# [Requirement]
The lines that make up this material should each be returned exactly.

# [Information]
◆ ◆ ◆ ◆ ◆
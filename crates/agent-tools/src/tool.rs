//! Tool trait definition and types.

use async_trait::async_trait;
use serde::{Deserialize, Serialize};
use serde_json::{Map, Value};

use crate::error::ToolError;
use crate::schema::ParamSchema;

/// Arguments passed to a tool for execution.
#[derive(Debug, Clone, Default)]
pub struct ToolArgs {
    /// Parameters as key-value pairs, already checked against the tool schema.
    pub params: Map<String, Value>,
    /// Caller-supplied invocation context. Opaque to the registry.
    pub context: Map<String, Value>,
}

impl ToolArgs {
    /// Create new tool arguments with the given parameters and an empty context.
    pub fn new(params: Map<String, Value>) -> Self {
        Self {
            params,
            context: Map::new(),
        }
    }

    /// Create tool arguments carrying an invocation context.
    pub fn with_context(params: Map<String, Value>, context: Map<String, Value>) -> Self {
        Self { params, context }
    }
}

/// A single piece of tool output.
#[derive(Debug, Clone, PartialEq, Eq, Serialize, Deserialize)]
#[serde(tag = "type", rename_all = "snake_case")]
pub enum ContentBlock {
    Text { text: String },
}

/// Output from a tool execution.
#[derive(Debug, Clone, PartialEq, Eq, Serialize, Deserialize)]
pub struct ToolOutput {
    pub content: Vec<ContentBlock>,
}

impl ToolOutput {
    /// Output holding a single text block.
    pub fn text(text: impl Into<String>) -> Self {
        Self {
            content: vec![ContentBlock::Text { text: text.into() }],
        }
    }

    /// Output holding `value` pretty-printed with 2-space indentation.
    pub fn pretty_json(value: &Value) -> Result<Self, ToolError> {
        Ok(Self::text(serde_json::to_string_pretty(value)?))
    }

    /// All text blocks concatenated.
    pub fn as_text(&self) -> String {
        self.content
            .iter()
            .map(|block| match block {
                ContentBlock::Text { text } => text.as_str(),
            })
            .collect()
    }
}

/// Trait for tools that can be registered with a [`ToolRegistry`](crate::ToolRegistry).
///
/// The registry validates arguments against [`Tool::parameters`] before
/// calling [`Tool::execute`], so implementations only see well-formed input.
#[async_trait]
pub trait Tool: Send + Sync {
    /// The tool's unique name (used for dispatch).
    fn name(&self) -> &str;

    /// Human-readable description of what the tool does.
    fn description(&self) -> &str;

    /// Declared parameters.
    fn parameters(&self) -> ParamSchema;

    /// Execute the tool with the given arguments.
    async fn execute(&self, args: ToolArgs) -> Result<ToolOutput, ToolError>;
}
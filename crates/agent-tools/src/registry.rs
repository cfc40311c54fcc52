//! Tool registry for managing and executing tools.

use std::collections::HashMap;
use std::sync::Arc;

use serde::Serialize;
use serde_json::{Map, Value};
use tracing::{debug, info, warn};

use crate::error::ToolError;
use crate::tool::{Tool, ToolArgs, ToolOutput};

/// Static metadata a host needs to expose a tool.
#[derive(Debug, Clone, Serialize)]
pub struct ToolDescriptor {
    pub name: String,
    pub description: String,
    /// JSON Schema describing the tool's parameters.
    pub parameters: Value,
}

/// Registry for managing tools.
///
/// The registry holds a collection of tools, rejects duplicate names, and
/// dispatches execution requests by name after validating arguments against
/// the tool's declared parameters.
pub struct ToolRegistry {
    /// Registered tools by name.
    tools: HashMap<String, Arc<dyn Tool>>,
}

impl ToolRegistry {
    /// Create a new empty registry.
    pub fn new() -> Self {
        Self {
            tools: HashMap::new(),
        }
    }

    /// Register a tool.
    ///
    /// Fails if a tool with the same name is already registered.
    pub fn register<T: Tool + 'static>(&mut self, tool: T) -> Result<(), ToolError> {
        self.register_shared(Arc::new(tool))
    }

    /// Register a tool that is already behind an `Arc`.
    pub fn register_shared(&mut self, tool: Arc<dyn Tool>) -> Result<(), ToolError> {
        let name = tool.name().to_string();
        if self.tools.contains_key(&name) {
            warn!("Refusing duplicate tool registration: {}", name);
            return Err(ToolError::DuplicateTool(name));
        }
        info!("Registering tool: {}", name);
        self.tools.insert(name, tool);
        Ok(())
    }

    /// Get a sorted list of registered tool names.
    pub fn list_tools(&self) -> Vec<&str> {
        let mut names: Vec<&str> = self.tools.keys().map(|s| s.as_str()).collect();
        names.sort_unstable();
        names
    }

    /// Get a tool by name.
    pub fn get(&self, name: &str) -> Option<&Arc<dyn Tool>> {
        self.tools.get(name)
    }

    /// Check if a tool is registered.
    pub fn has_tool(&self, name: &str) -> bool {
        self.tools.contains_key(name)
    }

    /// Descriptors for every registered tool, sorted by name.
    pub fn descriptors(&self) -> Vec<ToolDescriptor> {
        self.list_tools()
            .into_iter()
            .filter_map(|name| self.tools.get(name))
            .map(|tool| ToolDescriptor {
                name: tool.name().to_string(),
                description: tool.description().to_string(),
                parameters: tool.parameters().to_json_schema(),
            })
            .collect()
    }

    /// Execute a tool by name with an empty invocation context.
    pub async fn execute(
        &self,
        name: &str,
        params: Map<String, Value>,
    ) -> Result<ToolOutput, ToolError> {
        self.execute_with_context(name, params, Map::new()).await
    }

    /// Execute a tool by name, forwarding `context` to the tool untouched.
    ///
    /// Arguments are validated before the tool runs; a validation failure
    /// means the tool was never called.
    pub async fn execute_with_context(
        &self,
        name: &str,
        params: Map<String, Value>,
        context: Map<String, Value>,
    ) -> Result<ToolOutput, ToolError> {
        let tool = self
            .tools
            .get(name)
            .ok_or_else(|| ToolError::NotFound(name.to_string()))?;

        tool.parameters().validate(&params)?;

        debug!("Executing tool '{}' with {} params", name, params.len());

        let result = tool
            .execute(ToolArgs::with_context(params, context))
            .await?;

        debug!(
            "Tool '{}' completed: blocks={}",
            name,
            result.content.len()
        );

        Ok(result)
    }

    /// Execute a tool with JSON arguments string.
    ///
    /// This is a convenience method that parses the JSON string into parameters.
    pub async fn execute_json(
        &self,
        name: &str,
        args_json: &str,
    ) -> Result<ToolOutput, ToolError> {
        let params: Map<String, Value> = serde_json::from_str(args_json)?;
        self.execute(name, params).await
    }
}

impl Default for ToolRegistry {
    fn default() -> Self {
        Self::new()
    }
}
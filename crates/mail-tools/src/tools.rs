//! Mail operations exposed as agent tools.

use std::sync::Arc;

use agent_tools::{ParamSchema, Tool, ToolArgs, ToolError, ToolOutput};
use async_trait::async_trait;
use tracing::debug;

use crate::{MailOperation, MailProxyClient};

/// One mail operation registered as a tool.
///
/// Execution forwards the arguments and invocation context to the mail
/// service and returns the response pretty-printed as a single text block.
///
/// Arguments must match the operation's declared parameters exactly:
/// missing required fields, wrong types, `null` values and undeclared
/// fields are all refused before any request is made.
///
/// # Examples
///
/// ```json
/// {"query": "from:alice newer_than:7d", "max_results": 10}
/// {"to": ["bob@example.com"], "subject": "Hi", "body": "Hello"}
/// ```
pub struct MailTool {
    op: MailOperation,
    client: Arc<MailProxyClient>,
}

impl MailTool {
    pub fn new(op: MailOperation, client: Arc<MailProxyClient>) -> Self {
        Self { op, client }
    }
}

#[async_trait]
impl Tool for MailTool {
    fn name(&self) -> &str {
        self.op.tool_name()
    }

    fn description(&self) -> &str {
        self.op.description()
    }

    fn parameters(&self) -> ParamSchema {
        self.op.schema()
    }

    async fn execute(&self, args: ToolArgs) -> Result<ToolOutput, ToolError> {
        debug!("Forwarding {} to mcp-mail", self.op.tool_name());

        let out = self
            .client
            .forward(self.op, &args.params, &args.context)
            .await?;

        ToolOutput::pretty_json(&out)
    }
}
◆ ◆ ◆ ◆ ◆
# [Written answer]
filename crates/agent-tools/src/tool.rs
//! Tool trait definition and types.

use async_trait::async_trait;
use serde::{Deserialize, Serialize};
use serde_json::{Map, Value};

use crate::error::ToolError;
use crate::schema::ParamSchema;

/// Arguments passed to a tool for execution.
#[derive(Debug, Clone, Default)]
pub struct ToolArgs {
    /// Parameters as key-value pairs, already checked against the tool schema.
    pub params: Map<String, Value>,
    /// Caller-supplied invocation context. Opaque to the registry.
    pub context: Map<String, Value>,
}

impl ToolArgs {
    /// Create new tool arguments with the given parameters and an empty context.
    pub fn new(params: Map<String, Value>) -> Self {
        Self {
            params,
            context: Map::new(),
        }
    }

    /// Create tool arguments carrying an invocation context.
    pub fn with_context(params: Map<String, Value>, context: Map<String, Value>) -> Self {
        Self { params, context }
    }
}

/// A single piece of tool output.
#[derive(Debug, Clone, PartialEq, Eq, Serialize, Deserialize)]
#[serde(tag = "type", rename_all = "snake_case")]
pub enum ContentBlock {
    Text { text: String },
}

/// Output from a tool execution.
#[derive(Debug, Clone, PartialEq, Eq, Serialize, Deserialize)]
pub struct ToolOutput {
    pub content: Vec<ContentBlock>,
}

impl ToolOutput {
    /// Output holding a single text block.
    pub fn text(text: impl Into<String>) -> Self {
        Self {
            content: vec![ContentBlock::Text { text: text.into() }],
        }
    }

    /// Output holding `value` pretty-printed with 2-space indentation.
    pub fn pretty_json(value: &Value) -> Result<Self, ToolError> {
        Ok(Self::text(serde_json::to_string_pretty(value)?))
    }

    /// All text blocks concatenated.
    pub fn as_text(&self) -> String {
        self.content
            .iter()
            .map(|block| match block {
                ContentBlock::Text { text } => text.as_str(),
            })
            .collect()
    }
}

/// Trait for tools that can be registered with a [`ToolRegistry`](crate::ToolRegistry).
///
/// The registry validates arguments against [`Tool::parameters`] before
/// calling [`Tool::execute`], so implementations only see well-formed input.
#[async_trait]
pub trait Tool: Send + Sync {
    /// The tool's unique name (used for dispatch).
    fn name(&self) -> &str;

    /// Human-readable description of what the tool does.
    fn description(&self) -> &str;

    /// Declared parameters.
    fn parameters(&self) -> ParamSchema;

    /// Execute the tool with the given arguments.
    async fn execute(&self, args: ToolArgs) -> Result<ToolOutput, ToolError>;
}
filename crates/agent-tools/src/registry.rs
repository cfc40311c54fcc52
//! Tool registry for managing and executing tools.

use std::collections::HashMap;
use std::sync::Arc;

use serde::Serialize;
use serde_json::{Map, Value};
use tracing::{debug, info, warn};

use crate::error::ToolError;
use crate::tool::{Tool, ToolArgs, ToolOutput};

/// Static metadata a host needs to expose a tool.
#[derive(Debug, Clone, Serialize)]
pub struct ToolDescriptor {
    pub name: String,
    pub description: String,
    /// JSON Schema describing the tool's parameters.
    pub parameters: Value,
}

/// Registry for managing tools.
///
/// The registry holds a collection of tools, rejects duplicate names, and
/// dispatches execution requests by name after validating arguments against
/// the tool's declared parameters.
pub struct ToolRegistry {
    /// Registered tools by name.
    tools: HashMap<String, Arc<dyn Tool>>,
}

impl ToolRegistry {
    /// Create a new empty registry.
    pub fn new() -> Self {
        Self {
            tools: HashMap::new(),
        }
    }

    /// Register a tool.
    ///
    /// Fails if a tool with the same name is already registered.
    pub fn register<T: Tool + 'static>(&mut self, tool: T) -> Result<(), ToolError> {
        self.register_shared(Arc::new(tool))
    }

    /// Register a tool that is already behind an `Arc`.
    pub fn register_shared(&mut self, tool: Arc<dyn Tool>) -> Result<(), ToolError> {
        let name = tool.name().to_string();
        if self.tools.contains_key(&name) {
            warn!("Refusing duplicate tool registration: {}", name);
            return Err(ToolError::DuplicateTool(name));
        }
        info!("Registering tool: {}", name);
        self.tools.insert(name, tool);
        Ok(())
    }

    /// Get a sorted list of registered tool names.
    pub fn list_tools(&self) -> Vec<&str> {
        let mut names: Vec<&str> = self.tools.keys().map(|s| s.as_str()).collect();
        names.sort_unstable();
        names
    }

    /// Get a tool by name.
    pub fn get(&self, name: &str) -> Option<&Arc<dyn Tool>> {
        self.tools.get(name)
    }

    /// Check if a tool is registered.
    pub fn has_tool(&self, name: &str) -> bool {
        self.tools.contains_key(name)
    }

    /// Descriptors for every registered tool, sorted by name.
    pub fn descriptors(&self) -> Vec<ToolDescriptor> {
        self.list_tools()
            .into_iter()
            .filter_map(|name| self.tools.get(name))
            .map(|tool| ToolDescriptor {
                name: tool.name().to_string(),
                description: tool.description().to_string(),
                parameters: tool.parameters().to_json_schema(),
            })
            .collect()
    }

    /// Execute a tool by name with an empty invocation context.
    pub async fn execute(
        &self,
        name: &str,
        params: Map<String, Value>,
    ) -> Result<ToolOutput, ToolError> {
        self.execute_with_context(name, params, Map::new()).await
    }

    /// Execute a tool by name, forwarding `context` to the tool untouched.
    ///
    /// Arguments are validated before the tool runs; a validation failure
    /// means the tool was never called.
    pub async fn execute_with_context(
        &self,
        name: &str,
        params: Map<String, Value>,
        context: Map<String, Value>,
    ) -> Result<ToolOutput, ToolError> {
        let tool = self
            .tools
            .get(name)
            .ok_or_else(|| ToolError::NotFound(name.to_string()))?;

        tool.parameters().validate(&params)?;

        debug!("Executing tool '{}' with {} params", name, params.len());

        let result = tool
            .execute(ToolArgs::with_context(params, context))
            .await?;

        debug!(
            "Tool '{}' completed: blocks={}",
            name,
            result.content.len()
        );

        Ok(result)
    }

    /// Execute a tool with JSON arguments string.
    ///
    /// This is a convenience method that parses the JSON string into parameters.
    pub async fn execute_json(
        &self,
        name: &str,
        args_json: &str,
    ) -> Result<ToolOutput, ToolError> {
        let params: Map<String, Value> = serde_json::from_str(args_json)?;
        self.execute(name, params).await
    }
}

impl Default for ToolRegistry {
    fn default() -> Self {
        Self::new()
    }
}
filename crates/mail-tools/src/tools.rs
//! Mail operations exposed as agent tools.

use std::sync::Arc;

use agent_tools::{ParamSchema, Tool, ToolArgs, ToolError, ToolOutput};
use async_trait::async_trait;
use tracing::debug;

use crate::{MailOperation, MailProxyClient};

/// One mail operation registered as a tool.
///
/// Execution forwards the arguments and invocation context to the mail
/// service and returns the response pretty-printed as a single text block.
///
/// Arguments must match the operation's declared parameters exactly:
/// missing required fields, wrong types, `null` values and undeclared
/// fields are all refused before any request is made.
///
/// # Examples
///
/// ```json
/// {"query": "from:alice newer_than:7d", "max_results": 10}
/// {"to": ["bob@example.com"], "subject": "Hi", "body": "Hello"}
/// ```
pub struct MailTool {
    op: MailOperation,
    client: Arc<MailProxyClient>,
}

impl MailTool {
    pub fn new(op: MailOperation, client: Arc<MailProxyClient>) -> Self {
        Self { op, client }
    }
}

#[async_trait]
impl Tool for MailTool {
    fn name(&self) -> &str {
        self.op.tool_name()
    }

    fn description(&self) -> &str {
        self.op.description()
    }

    fn parameters(&self) -> ParamSchema {
        self.op.schema()
    }

    async fn execute(&self, args: ToolArgs) -> Result<ToolOutput, ToolError> {
        debug!("Forwarding {} to mcp-mail", self.op.tool_name());

        let out = self
            .client
            .forward(self.op, &args.params, &args.context)
            .await?;

        ToolOutput::pretty_json(&out)
    }
}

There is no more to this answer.